Tuesday, October 12, 2010

Sunday Brunch!

Bacon Swiss Egg Cups

12 medium eggs
12 slices of bacon
12 slices of white or wheat bread
1-2 cups swiss cheese
12 tablespoons cream
salt and pepper

Preheat oven to 375 degrees.  Grease 12 cup muffin tin.  Line a microwave safe plate with paper towels.  Place bacon on lined plate and cover with another paper towel.  Cook in microwave for 2-3 minutes.  Bacon should be only slightly cooked. 

Using a round cookie cutter cut out bread into circles that will fit into the bottom of each muffin cup.  Place circles into muffin tin and toast in oven for 5 minutes or until toasty!

Allow tin to cool before next step!! 

Take bacon slices and line each muffin tin with one slice.  Repeat until all are lined.  Sprinkle 1-2 tablespoons of swiss cheese into each cup onto bread round.  Top the cheese with one egg, repeat with all cups.  Top each egg with one tablespoon of cream.  Sprinkle with salt and pepper.

Bake in oven for 15-20 minutes, depening on the preference of egg consistency.

*This is a great brunch or breakfast treat and can be made in any amount!*


Sour Cream Coffee Cake

Cake

1 stick butter, room temperature
1 cup sugar 
2 cups flour
1 teaspoon baking powder
1 teaspoon baking soda
2 eggs
1/4 teaspoon salt
1 1/4 cups sour cream
1 1/2 teaspoons vanilla

Topping

1/2 cup chopped pecans
1/2 teaspoon cinnamon
1/2 cup brown sugar
1/4 cup sugar
3 tablespoons flour
3 tablecoons melted butter

Preheat oven to 350 degrees.  Grease and flour a tube center springform pan. 

Cream together butter and sugar.  Add eggs, vanilla and sour cream.  In another bowl sift together four, baking soda, baking powder and salt.  Add into wet mixture and mix until just combined. 

In small bowl combine all topping ingredients and mix together with fork until combined and somewhat crumbly. 

Spread half of cake batter into pan and sprinkle with half of the topping mixture.  Pour in remaining batter and sprinkle with topping. 

Bake for 45 minutes. 


Sweet Potato Home Fries

3-4 large sweet potates, cut into 1-2 inch cubes
1/4 cup maple syrup
1 large sweet onion, sliced thinly
5 tablespoons butter
1 teaspoon sugar
salt and pepper
olive oil

Fill large pot with cold water.  Place cubed sweet potates in water and bring to a boil.  Boil until potatoes are tender but still firm.  Drain and rinse with cold water immediately.  Set aside.

In medium fry pan over medium-low melt 2 tablespoons butter.  Place sliced onions in pan, cover and let cook for 7 minutes.  Remove cover and stir onions.  Sprinkle with 1 teaspoon sugar and add in remaining 2 tablespoons butter.  Season with salt and pepper.  Turn heat to medium and cook onions striing occasionally until carmelized.

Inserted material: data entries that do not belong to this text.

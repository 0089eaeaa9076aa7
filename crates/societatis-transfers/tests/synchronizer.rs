//! Synchronizer-level scenarios: notification ordering across subscriptions
//! sharing a view key, channel forwarding and persistence to disk.

use societatis_transfers::{
    AccountSubscription, BlockInfo, ErrorKind, EventForwarder, RelevantOutput, SyncErrorKind,
    SynchronizationStart, SynchronizerObserver, Transaction, TransactionBlockInfo, TransferFlags,
    TransfersEvent, TransfersObserver, TransfersSynchronizer,
};
use societatis_types::{
    AccountKeys, AccountPublicAddress, Currency, Hash, KeyImage, Network, PublicKey, SecretKey,
};
use std::collections::HashSet;
use std::fs::File;
use std::sync::atomic::{AtomicUsize, Ordering};
use std::sync::{Arc, Mutex};

const VIEW: u8 = 9;

fn h(n: u8) -> Hash {
    Hash::new([n; 32])
}

fn currency() -> Arc<Currency> {
    Arc::new(Currency::for_network(Network::Testnet))
}

fn account(spend: u8) -> AccountSubscription {
    AccountSubscription::new(
        AccountKeys::tracking(
            AccountPublicAddress::new(PublicKey::new([spend; 32]), PublicKey::new([VIEW; 32])),
            SecretKey::new([VIEW; 32]),
        ),
        SynchronizationStart::default(),
        &currency(),
    )
}

fn view_key() -> PublicKey {
    PublicKey::new([VIEW; 32])
}

fn block(height: u32) -> TransactionBlockInfo {
    TransactionBlockInfo::new(height, 1_700_000_000 + height as u64 * 120, 0)
}

/// Transaction `n` paying `amount` on a one-time key derived from `n`.
fn payment(n: u8, amount: u64) -> (Transaction, Vec<RelevantOutput>) {
    let key = PublicKey::new([n.wrapping_add(50); 32]);
    let tx = Transaction::new(h(n), PublicKey::new([n; 32])).with_key_output(amount, key);
    (tx, vec![RelevantOutput::key(amount, 0, key, KeyImage::new([n; 32]))])
}

/// Records every callback from both observer interfaces into one log.
#[derive(Default)]
struct Recorder {
    events: Mutex<Vec<String>>,
}

impl Recorder {
    fn push(&self, event: String) {
        self.events.lock().unwrap().push(event);
    }

    fn take(&self) -> Vec<String> {
        std::mem::take(&mut *self.events.lock().unwrap())
    }
}

impl SynchronizerObserver for Recorder {
    fn on_blocks_added(&self, _view_public_key: &PublicKey, block_hashes: &[Hash]) {
        self.push(format!("blocks {}", block_hashes.len()));
    }

    fn on_blockchain_detach(&self, _view_public_key: &PublicKey, height: u32) {
        self.push(format!("detach {}", height));
    }

    fn on_transaction_delete_begin(&self, _view_public_key: &PublicKey, hash: &Hash) {
        self.push(format!("begin {}", hash.0[0]));
    }

    fn on_transaction_delete_end(&self, _view_public_key: &PublicKey, hash: &Hash) {
        self.push(format!("end {}", hash.0[0]));
    }

    fn on_transaction_updated(
        &self,
        _view_public_key: &PublicKey,
        hash: &Hash,
        addresses: &[AccountPublicAddress],
    ) {
        self.push(format!("updated {} for {}", hash.0[0], addresses.len()));
    }
}

impl TransfersObserver for Recorder {
    fn on_error(&self, address: &AccountPublicAddress, height: u32, error: SyncErrorKind) {
        self.push(format!("error {} at {}: {}", address.spend_public_key.0[0], height, error));
    }

    fn on_transaction_updated(&self, address: &AccountPublicAddress, hash: &Hash) {
        self.push(format!("sub {} updated {}", address.spend_public_key.0[0], hash.0[0]));
    }

    fn on_transaction_deleted(&self, address: &AccountPublicAddress, hash: &Hash) {
        self.push(format!("sub {} deleted {}", address.spend_public_key.0[0], hash.0[0]));
    }
}

#[test]
fn detach_brackets_each_deletion() {
    let sync = TransfersSynchronizer::new(currency());
    let sub = sync.add_subscription(account(1)).unwrap();
    let address = sub.address();
    let recorder = Arc::new(Recorder::default());
    sync.add_observer(recorder.clone());
    sub.add_observer(recorder.clone());

    let (t1, o1) = payment(1, 100);
    let o1: Vec<_> = o1.into_iter().map(|o| o.with_global_index(3)).collect();
    assert!(sync.submit_transaction(&address, &block(10), &t1, &o1).unwrap());
    let (t2, o2) = payment(2, 40);
    assert!(sync
        .submit_transaction(&address, &TransactionBlockInfo::unconfirmed(), &t2, &o2)
        .unwrap());
    assert_eq!(
        recorder.take(),
        vec!["sub 1 updated 1", "updated 1 for 1", "sub 1 updated 2", "updated 2 for 1"]
    );

    sync.detach(&view_key(), 10);
    assert_eq!(recorder.take(), vec!["detach 10", "begin 1", "sub 1 deleted 1", "end 1"]);
    assert_eq!(sub.container().unconfirmed_transactions(), vec![h(2)]);
    assert_eq!(sub.container().balance(TransferFlags::ALL_AVAILABLE), 0);
}

#[test]
fn pool_eviction_reaches_every_account_on_the_view_key() {
    let sync = TransfersSynchronizer::new(currency());
    let a = sync.add_subscription(account(1)).unwrap();
    let b = sync.add_subscription(account(2)).unwrap();
    let recorder = Arc::new(Recorder::default());
    sync.add_observer(recorder.clone());
    a.add_observer(recorder.clone());
    b.add_observer(recorder.clone());

    let (tx, outs) = payment(7, 5);
    for sub in [&a, &b] {
        sync.submit_transaction(&sub.address(), &TransactionBlockInfo::unconfirmed(), &tx, &outs)
            .unwrap();
    }
    recorder.take();

    assert!(sync.delete_unconfirmed_transaction(&view_key(), &h(7)));
    assert_eq!(
        recorder.take(),
        vec!["begin 7", "sub 1 deleted 7", "sub 2 deleted 7", "end 7"]
    );
    assert!(!sync.delete_unconfirmed_transaction(&view_key(), &h(7)));
    assert!(recorder.take().is_empty());
}

#[test]
fn index_failures_are_reported_to_the_account() {
    let sync = TransfersSynchronizer::new(currency());
    let sub = sync.add_subscription(account(1)).unwrap();
    let recorder = Arc::new(Recorder::default());
    sub.add_observer(recorder.clone());

    let (tx, outs) = payment(1, 100);
    sync.submit_transaction(&sub.address(), &TransactionBlockInfo::unconfirmed(), &tx, &outs)
        .unwrap();
    recorder.take();

    // Same hash, different amount.
    let (tx, outs) = payment(1, 101);
    assert!(sync
        .submit_transaction(&sub.address(), &TransactionBlockInfo::unconfirmed(), &tx, &outs)
        .is_err());
    let expected = format!(
        "error 1 at {}: {}",
        u32::MAX,
        SyncErrorKind::Transfers(ErrorKind::DataInconsistency)
    );
    assert_eq!(recorder.take(), vec![expected]);

    sync.report_error(&view_key(), 55, SyncErrorKind::NodeBusy);
    assert_eq!(recorder.take(), vec!["error 1 at 55: Node is busy"]);
}

/// Tracks which hashes an account observer currently believes are indexed.
#[derive(Default)]
struct LiveSet {
    live: Mutex<HashSet<Hash>>,
    unmatched_deletes: AtomicUsize,
}

impl TransfersObserver for LiveSet {
    fn on_transaction_updated(&self, _address: &AccountPublicAddress, hash: &Hash) {
        self.live.lock().unwrap().insert(*hash);
    }

    fn on_transaction_deleted(&self, _address: &AccountPublicAddress, hash: &Hash) {
        if !self.live.lock().unwrap().remove(hash) {
            self.unmatched_deletes.fetch_add(1, Ordering::SeqCst);
        }
    }
}

#[test]
fn concurrent_detach_keeps_account_observers_in_step() {
    let sync = TransfersSynchronizer::new(currency());
    let sub = sync.add_subscription(account(1)).unwrap();
    let address = sub.address();
    let live = Arc::new(LiveSet::default());
    sub.add_observer(live.clone());

    std::thread::scope(|scope| {
        scope.spawn(|| {
            for i in 0..300u16 {
                let mut bytes = [0xAA; 32];
                bytes[..2].copy_from_slice(&i.to_le_bytes());
                let key = PublicKey::new(bytes);
                let tx = Transaction::new(Hash::new(bytes), key).with_key_output(1, key);
                let outs = [RelevantOutput::key(1, 0, key, KeyImage::new(bytes))
                    .with_global_index(i as u32)];
                let height = sub.container().current_height() + 1;
                // Losing a race with detach only yields a height error.
                let _ = sync.submit_transaction(&address, &block(height), &tx, &outs);
            }
        });
        scope.spawn(|| {
            for _ in 0..300 {
                let top = sub.container().current_height();
                sync.detach(&view_key(), top);
            }
        });
    });

    let indexed: HashSet<Hash> = sub
        .container()
        .transactions()
        .into_iter()
        .map(|tx| tx.transaction_hash)
        .collect();
    assert_eq!(*live.live.lock().unwrap(), indexed);
    assert_eq!(live.unmatched_deletes.load(Ordering::SeqCst), 0);
    sub.container().check_invariants().unwrap();
}

#[test]
fn removing_last_account_forgets_view_key_blocks() {
    let sync = TransfersSynchronizer::new(currency());
    let a = sync.add_subscription(account(1)).unwrap().address();
    let b = sync.add_subscription(account(2)).unwrap().address();
    sync.add_blocks(
        &view_key(),
        0,
        &[BlockInfo {
            hash: h(200),
            timestamp: 1,
        }],
    );

    assert!(sync.remove_subscription(&a));
    assert_eq!(sync.view_key_known_blocks(&view_key()), vec![h(200)]);
    assert!(sync.remove_subscription(&b));
    assert!(sync.view_key_known_blocks(&view_key()).is_empty());
}

#[tokio::test]
async fn forwarder_delivers_events_in_order() {
    let sync = TransfersSynchronizer::new(currency());
    let sub = sync.add_subscription(account(1)).unwrap();
    let (forwarder, mut rx) = EventForwarder::channel();
    sync.add_observer(forwarder.clone());
    sub.add_observer(forwarder.clone());

    let (tx, outs) = payment(3, 10);
    let outs: Vec<_> = outs.into_iter().map(|o| o.with_global_index(0)).collect();
    sync.submit_transaction(&sub.address(), &block(4), &tx, &outs)
        .unwrap();
    sync.add_blocks(
        &view_key(),
        4,
        &[BlockInfo {
            hash: h(44),
            timestamp: 2,
        }],
    );
    sync.detach(&view_key(), 4);

    let expected = vec![
        TransfersEvent::SubscriptionTransactionUpdated {
            address: sub.address(),
            hash: h(3),
        },
        TransfersEvent::TransactionUpdated {
            view_public_key: view_key(),
            hash: h(3),
            addresses: vec![sub.address()],
        },
        TransfersEvent::BlocksAdded {
            view_public_key: view_key(),
            block_hashes: vec![h(44)],
        },
        TransfersEvent::BlockchainDetach {
            view_public_key: view_key(),
            height: 4,
        },
        TransfersEvent::TransactionDeleteBegin {
            view_public_key: view_key(),
            hash: h(3),
        },
        TransfersEvent::SubscriptionTransactionDeleted {
            address: sub.address(),
            hash: h(3),
        },
        TransfersEvent::TransactionDeleteEnd {
            view_public_key: view_key(),
            hash: h(3),
        },
    ];
    for want in expected {
        assert_eq!(rx.recv().await, Some(want));
    }
    assert!(rx.try_recv().is_err());
}

#[test]
fn save_and_load_through_a_file() {
    let sync = TransfersSynchronizer::new(currency());
    let sub = sync.add_subscription(account(1)).unwrap();
    let (t1, o1) = payment(1, 100);
    let o1: Vec<_> = o1.into_iter().map(|o| o.with_global_index(8)).collect();
    sync.submit_transaction(&sub.address(), &block(20), &t1, &o1)
        .unwrap();
    let (t2, o2) = payment(2, 30);
    sync.submit_transaction(&sub.address(), &TransactionBlockInfo::unconfirmed(), &t2, &o2)
        .unwrap();
    sync.add_blocks(
        &view_key(),
        20,
        &[
            BlockInfo {
                hash: h(120),
                timestamp: 10,
            },
            BlockInfo {
                hash: h(121),
                timestamp: 130,
            },
        ],
    );
    sub.mark_transaction_safe(&h(1));

    let dir = tempfile::tempdir().unwrap();
    let path = dir.path().join("transfers.bin");
    sync.save(&mut File::create(&path).unwrap()).unwrap();

    // Account 2 was never saved; its index stays empty.
    let restored = TransfersSynchronizer::new(currency());
    let loaded = restored.add_subscription(account(1)).unwrap();
    let other = restored.add_subscription(account(2)).unwrap();
    let reports = restored.load(&mut File::open(&path).unwrap()).unwrap();
    assert_eq!(reports.len(), 1);
    assert_eq!(reports[0].0, sub.address());
    assert!(reports[0].1.is_clean());

    let (before, after) = (sub.container(), loaded.container());
    assert_eq!(after.current_height(), before.current_height());
    assert_eq!(after.current_height(), 21);
    for flags in [TransferFlags::ALL, TransferFlags::ALL_AVAILABLE, TransferFlags::KEY_UNLOCKED] {
        assert_eq!(after.balance(flags), before.balance(flags));
    }
    assert_eq!(after.safe_transactions(), vec![h(1)]);
    assert_eq!(other.container().transfer_count(), 0);
    assert_eq!(restored.view_key_known_blocks(&view_key()), vec![h(120), h(121)]);

    // Loaded transactions were already announced, so deletion is reported.
    let recorder = Arc::new(Recorder::default());
    loaded.add_observer(recorder.clone());
    assert!(restored.delete_unconfirmed_transaction(&view_key(), &h(2)));
    assert_eq!(recorder.take(), vec!["sub 1 deleted 2"]);
}

#[test]
fn load_rejects_unknown_version() {
    let sync = TransfersSynchronizer::new(currency());
    sync.add_subscription(account(1)).unwrap();
    let err = sync.load(&mut [7u8, 0, 0].as_slice()).unwrap_err();
    assert!(matches!(
        err,
        societatis_transfers::TransfersError::UnsupportedSnapshotVersion(7)
    ));
}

In large frypan heat 1 tablespoon butter and 1 tablespoon olive oil.  Fry sweet potaotes in batches in browned on sides.  Set each batch on paper towels between frying and sprinkle with coarse salt. 

When all potaotes are fried return to pan.  Add onions and syrup and mix together.  Cook until heated through.